OVER 3,000 MILES IN UNDER 12 DAYS

André Kajlich is a Washington-born paratriathlete with a knack for tackling the extreme – and making it look easy. With several Ironmans and Ultramans under his belt, he’s now set his sights on making history: being the first hand-cyclist to qualify for and compete in the Race Across America (RAAM).

Even André will admit, this one is a beast. This twelve day, 3,000+ mile race from California to Maryland is infamous for the sheer number of riders who drop out every year, often more than half. Riders battle fatigue, dehydration, harsh weather, even delusions brought on by the endless exertion.

The question is, why would someone take on such a daunting challenge?

For Andre this is not simply a matter of making history – this is personal. In 2003 André was attending university in Prague, enjoying life and regularly carousing with friends into the early hours of the morning.
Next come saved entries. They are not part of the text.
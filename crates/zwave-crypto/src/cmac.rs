//! AES-128-CMAC (RFC 4493) message authentication.

use aes::Aes128;
use cmac::{Cmac, Mac};

use crate::CryptoError;

type CmacAes128 = Cmac<Aes128>;

/// Compute the AES-128-CMAC of `data` under `key`.
#[must_use]
pub fn aes128_cmac(key: &[u8; 16], data: &[u8]) -> [u8; 16] {
    let mut mac = CmacAes128::new_from_slice(key).expect("AES-128-CMAC accepts 16-byte keys");
    mac.update(data);
    mac.finalize().into_bytes().into()
}

/// Verify a left-truncated CMAC (S0 and S2 carry 8-byte MACs).
///
/// The comparison is constant-time in the underlying `cmac` crate.
pub fn aes128_cmac_verify_truncated(
    key: &[u8; 16],
    data: &[u8],
    expected: &[u8],
) -> Result<(), CryptoError> {
    let mut mac = CmacAes128::new_from_slice(key).expect("AES-128-CMAC accepts 16-byte keys");
    mac.update(data);
    mac.verify_truncated_left(expected)
        .map_err(|_| CryptoError::MacMismatch)
}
After ending a night out with a breakfast of waffles, he parted ways with his friends and wandered towards home. How he ended up on the tracks facing an oncoming metro remains a mystery, even to him. With one leg requiring amputation above the knee, the other at the hip, there was little hope he would walk again. Having spent his young adult years dabbling in sport after sport this was a bitter pill to swallow. Over the next five years André only concerned himself with resuming life as usual, claiming “life isn’t always a willing experience; you just have to keep moving forward.”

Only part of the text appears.